WHAT THE EXERCISE ASKS
Print out the complete set of records below, exactly as they read.

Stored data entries
● ● ● ● ● ● ●

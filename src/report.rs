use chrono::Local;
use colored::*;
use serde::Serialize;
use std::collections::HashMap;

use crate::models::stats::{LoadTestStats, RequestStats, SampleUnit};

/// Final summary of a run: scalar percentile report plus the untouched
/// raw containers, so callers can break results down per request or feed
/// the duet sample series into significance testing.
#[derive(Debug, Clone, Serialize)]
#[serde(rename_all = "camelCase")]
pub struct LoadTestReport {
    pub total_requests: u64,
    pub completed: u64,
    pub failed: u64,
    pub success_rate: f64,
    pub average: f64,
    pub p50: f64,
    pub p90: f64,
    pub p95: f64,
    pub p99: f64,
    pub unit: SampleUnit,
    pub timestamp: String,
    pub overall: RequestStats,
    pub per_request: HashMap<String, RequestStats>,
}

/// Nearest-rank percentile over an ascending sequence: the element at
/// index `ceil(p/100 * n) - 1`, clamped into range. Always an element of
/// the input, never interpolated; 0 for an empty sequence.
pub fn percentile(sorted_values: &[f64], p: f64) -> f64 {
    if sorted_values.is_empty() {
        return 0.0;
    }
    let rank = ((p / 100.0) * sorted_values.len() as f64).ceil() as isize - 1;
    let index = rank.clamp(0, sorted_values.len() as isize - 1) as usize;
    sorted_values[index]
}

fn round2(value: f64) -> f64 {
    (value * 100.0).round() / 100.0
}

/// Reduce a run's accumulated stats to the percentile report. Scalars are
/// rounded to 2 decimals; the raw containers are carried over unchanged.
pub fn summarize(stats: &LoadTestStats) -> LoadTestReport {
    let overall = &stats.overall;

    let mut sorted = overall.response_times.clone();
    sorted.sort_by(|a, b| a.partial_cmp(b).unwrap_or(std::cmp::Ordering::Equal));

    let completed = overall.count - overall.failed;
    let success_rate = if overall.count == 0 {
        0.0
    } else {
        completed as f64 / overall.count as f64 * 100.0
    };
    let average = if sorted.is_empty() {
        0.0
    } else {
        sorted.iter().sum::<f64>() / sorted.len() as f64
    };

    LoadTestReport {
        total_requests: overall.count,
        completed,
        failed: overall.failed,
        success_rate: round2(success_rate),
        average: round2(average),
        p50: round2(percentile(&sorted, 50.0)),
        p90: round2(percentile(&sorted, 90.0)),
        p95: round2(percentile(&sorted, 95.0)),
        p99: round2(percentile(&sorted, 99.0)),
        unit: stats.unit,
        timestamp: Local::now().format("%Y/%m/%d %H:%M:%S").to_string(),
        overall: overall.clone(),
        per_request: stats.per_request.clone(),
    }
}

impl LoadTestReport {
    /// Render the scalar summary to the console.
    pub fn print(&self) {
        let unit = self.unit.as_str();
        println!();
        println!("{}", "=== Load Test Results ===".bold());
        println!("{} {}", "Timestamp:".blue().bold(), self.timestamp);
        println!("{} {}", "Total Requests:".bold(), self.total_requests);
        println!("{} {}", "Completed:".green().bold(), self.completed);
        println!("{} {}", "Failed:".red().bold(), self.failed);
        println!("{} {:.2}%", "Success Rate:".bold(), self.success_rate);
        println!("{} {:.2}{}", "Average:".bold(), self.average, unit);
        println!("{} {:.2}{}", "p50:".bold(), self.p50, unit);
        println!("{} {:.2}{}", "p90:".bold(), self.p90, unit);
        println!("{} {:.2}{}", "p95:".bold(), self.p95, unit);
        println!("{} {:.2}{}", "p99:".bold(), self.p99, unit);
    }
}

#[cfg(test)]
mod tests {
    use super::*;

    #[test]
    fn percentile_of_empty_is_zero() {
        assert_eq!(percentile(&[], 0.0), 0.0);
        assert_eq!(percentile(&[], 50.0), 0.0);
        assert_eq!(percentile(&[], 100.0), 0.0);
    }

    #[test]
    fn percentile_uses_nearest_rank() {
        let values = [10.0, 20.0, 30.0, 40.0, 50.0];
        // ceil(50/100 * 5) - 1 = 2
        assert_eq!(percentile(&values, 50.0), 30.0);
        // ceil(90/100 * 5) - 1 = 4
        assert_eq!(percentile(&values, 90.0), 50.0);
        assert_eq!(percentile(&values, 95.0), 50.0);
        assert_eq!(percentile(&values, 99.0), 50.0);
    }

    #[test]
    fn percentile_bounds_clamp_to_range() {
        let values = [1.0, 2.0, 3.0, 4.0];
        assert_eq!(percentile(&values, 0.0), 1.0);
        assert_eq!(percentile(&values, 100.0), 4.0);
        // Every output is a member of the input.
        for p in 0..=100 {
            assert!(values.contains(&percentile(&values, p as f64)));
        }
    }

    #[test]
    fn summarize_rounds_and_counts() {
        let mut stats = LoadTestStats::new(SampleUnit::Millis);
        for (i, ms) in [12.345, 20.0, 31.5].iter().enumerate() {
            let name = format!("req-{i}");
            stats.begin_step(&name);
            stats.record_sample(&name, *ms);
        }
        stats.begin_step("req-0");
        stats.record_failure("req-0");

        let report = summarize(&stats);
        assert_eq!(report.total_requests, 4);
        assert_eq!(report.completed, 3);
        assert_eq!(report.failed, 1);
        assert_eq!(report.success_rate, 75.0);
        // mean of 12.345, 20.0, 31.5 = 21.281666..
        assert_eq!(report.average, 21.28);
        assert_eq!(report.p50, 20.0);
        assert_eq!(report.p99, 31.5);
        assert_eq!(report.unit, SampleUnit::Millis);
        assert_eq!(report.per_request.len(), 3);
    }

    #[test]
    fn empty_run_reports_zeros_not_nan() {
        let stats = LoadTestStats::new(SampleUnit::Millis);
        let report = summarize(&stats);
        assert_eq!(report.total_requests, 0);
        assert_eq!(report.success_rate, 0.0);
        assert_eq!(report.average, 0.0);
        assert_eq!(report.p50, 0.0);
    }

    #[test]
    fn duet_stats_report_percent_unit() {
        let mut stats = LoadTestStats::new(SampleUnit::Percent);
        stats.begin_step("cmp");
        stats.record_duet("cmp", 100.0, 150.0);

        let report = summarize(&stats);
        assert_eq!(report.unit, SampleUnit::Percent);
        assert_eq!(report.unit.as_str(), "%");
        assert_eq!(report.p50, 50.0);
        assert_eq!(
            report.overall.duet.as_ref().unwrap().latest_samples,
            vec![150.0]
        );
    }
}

● ● ● ● ● ● ●

RESULT
filename src/report.rs
use chrono::Local;
use colored::*;
use serde::Serialize;
use std::collections::HashMap;

use crate::models::stats::{LoadTestStats, RequestStats, SampleUnit};

/// Final summary of a run: scalar percentile report plus the untouched
/// raw containers, so callers can break results down per request or feed
/// the duet sample series into significance testing.
#[derive(Debug, Clone, Serialize)]
#[serde(rename_all = "camelCase")]
pub struct LoadTestReport {
    pub total_requests: u64,
    pub completed: u64,
    pub failed: u64,
    pub success_rate: f64,
    pub average: f64,
    pub p50: f64,
    pub p90: f64,
    pub p95: f64,
    pub p99: f64,
    pub unit: SampleUnit,
    pub timestamp: String,
    pub overall: RequestStats,
    pub per_request: HashMap<String, RequestStats>,
}

/// Nearest-rank percentile over an ascending sequence: the element at
/// index `ceil(p/100 * n) - 1`, clamped into range. Always an element of
/// the input, never interpolated; 0 for an empty sequence.
pub fn percentile(sorted_values: &[f64], p: f64) -> f64 {
    if sorted_values.is_empty() {
        return 0.0;
    }
    let rank = ((p / 100.0) * sorted_values.len() as f64).ceil() as isize - 1;
    let index = rank.clamp(0, sorted_values.len() as isize - 1) as usize;
    sorted_values[index]
}

fn round2(value: f64) -> f64 {
    (value * 100.0).round() / 100.0
}

/// Reduce a run's accumulated stats to the percentile report. Scalars are
/// rounded to 2 decimals; the raw containers are carried over unchanged.
pub fn summarize(stats: &LoadTestStats) -> LoadTestReport {
    let overall = &stats.overall;

    let mut sorted = overall.response_times.clone();
    sorted.sort_by(|a, b| a.partial_cmp(b).unwrap_or(std::cmp::Ordering::Equal));

    let completed = overall.count - overall.failed;
    let success_rate = if overall.count == 0 {
        0.0
    } else {
        completed as f64 / overall.count as f64 * 100.0
    };
    let average = if sorted.is_empty() {
        0.0
    } else {
        sorted.iter().sum::<f64>() / sorted.len() as f64
    };

    LoadTestReport {
        total_requests: overall.count,
        completed,
        failed: overall.failed,
        success_rate: round2(success_rate),
        average: round2(average),
        p50: round2(percentile(&sorted, 50.0)),
        p90: round2(percentile(&sorted, 90.0)),
        p95: round2(percentile(&sorted, 95.0)),
        p99: round2(percentile(&sorted, 99.0)),
        unit: stats.unit,
        timestamp: Local::now().format("%Y/%m/%d %H:%M:%S").to_string(),
        overall: overall.clone(),
        per_request: stats.per_request.clone(),
    }
}

impl LoadTestReport {
    /// Render the scalar summary to the console.
    pub fn print(&self) {
        let unit = self.unit.as_str();
        println!();
        println!("{}", "=== Load Test Results ===".bold());
        println!("{} {}", "Timestamp:".blue().bold(), self.timestamp);
        println!("{} {}", "Total Requests:".bold(), self.total_requests);
        println!("{} {}", "Completed:".green().bold(), self.completed);
        println!("{} {}", "Failed:".red().bold(), self.failed);
        println!("{} {:.2}%", "Success Rate:".bold(), self.success_rate);
        println!("{} {:.2}{}", "Average:".bold(), self.average, unit);
        println!("{} {:.2}{}", "p50:".bold(), self.p50, unit);
        println!("{} {:.2}{}", "p90:".bold(), self.p90, unit);
        println!("{} {:.2}{}", "p95:".bold(), self.p95, unit);
        println!("{} {:.2}{}", "p99:".bold(), self.p99, unit);
    }
}

#[cfg(test)]
mod tests {
    use super::*;

    #[test]
    fn percentile_of_empty_is_zero() {
        assert_eq!(percentile(&[], 0.0), 0.0);
        assert_eq!(percentile(&[], 50.0), 0.0);
        assert_eq!(percentile(&[], 100.0), 0.0);
    }

    #[test]
    fn percentile_uses_nearest_rank() {
        let values = [10.0, 20.0, 30.0, 40.0, 50.0];
        // ceil(50/100 * 5) - 1 = 2
        assert_eq!(percentile(&values, 50.0), 30.0);
        // ceil(90/100 * 5) - 1 = 4
        assert_eq!(percentile(&values, 90.0), 50.0);
        assert_eq!(percentile(&values, 95.0), 50.0);
        assert_eq!(percentile(&values, 99.0), 50.0);
    }

    #[test]
    fn percentile_bounds_clamp_to_range() {
        let values = [1.0, 2.0, 3.0, 4.0];
        assert_eq!(percentile(&values, 0.0), 1.0);
        assert_eq!(percentile(&values, 100.0), 4.0);
        // Every output is a member of the input.
        for p in 0..=100 {
            assert!(values.contains(&percentile(&values, p as f64)));
        }
    }

    #[test]
    fn summarize_rounds_and_counts() {
        let mut stats = LoadTestStats::new(SampleUnit::Millis);
        for (i, ms) in [12.345, 20.0, 31.5].iter().enumerate() {
            let name = format!("req-{i}");
            stats.begin_step(&name);
            stats.record_sample(&name, *ms);
        }
        stats.begin_step("req-0");
        stats.record_failure("req-0");

        let report = summarize(&stats);
        assert_eq!(report.total_requests, 4);
        assert_eq!(report.completed, 3);
        assert_eq!(report.failed, 1);
        assert_eq!(report.success_rate, 75.0);
        // mean of 12.345, 20.0, 31.5 = 21.281666..
        assert_eq!(report.average, 21.28);
        assert_eq!(report.p50, 20.0);
        assert_eq!(report.p99, 31.5);
        assert_eq!(report.unit, SampleUnit::Millis);
        assert_eq!(report.per_request.len(), 3);
    }

    #[test]
    fn empty_run_reports_zeros_not_nan() {
        let stats = LoadTestStats::new(SampleUnit::Millis);
        let report = summarize(&stats);
        assert_eq!(report.total_requests, 0);
        assert_eq!(report.success_rate, 0.0);
        assert_eq!(report.average, 0.0);
        assert_eq!(report.p50, 0.0);
    }

    #[test]
    fn duet_stats_report_percent_unit() {
        let mut stats = LoadTestStats::new(SampleUnit::Percent);
        stats.begin_step("cmp");
        stats.record_duet("cmp", 100.0, 150.0);

        let report = summarize(&stats);
        assert_eq!(report.unit, SampleUnit::Percent);
        assert_eq!(report.unit.as_str(), "%");
        assert_eq!(report.p50, 50.0);
        assert_eq!(
            report.overall.duet.as_ref().unwrap().latest_samples,
            vec![150.0]
        );
    }
}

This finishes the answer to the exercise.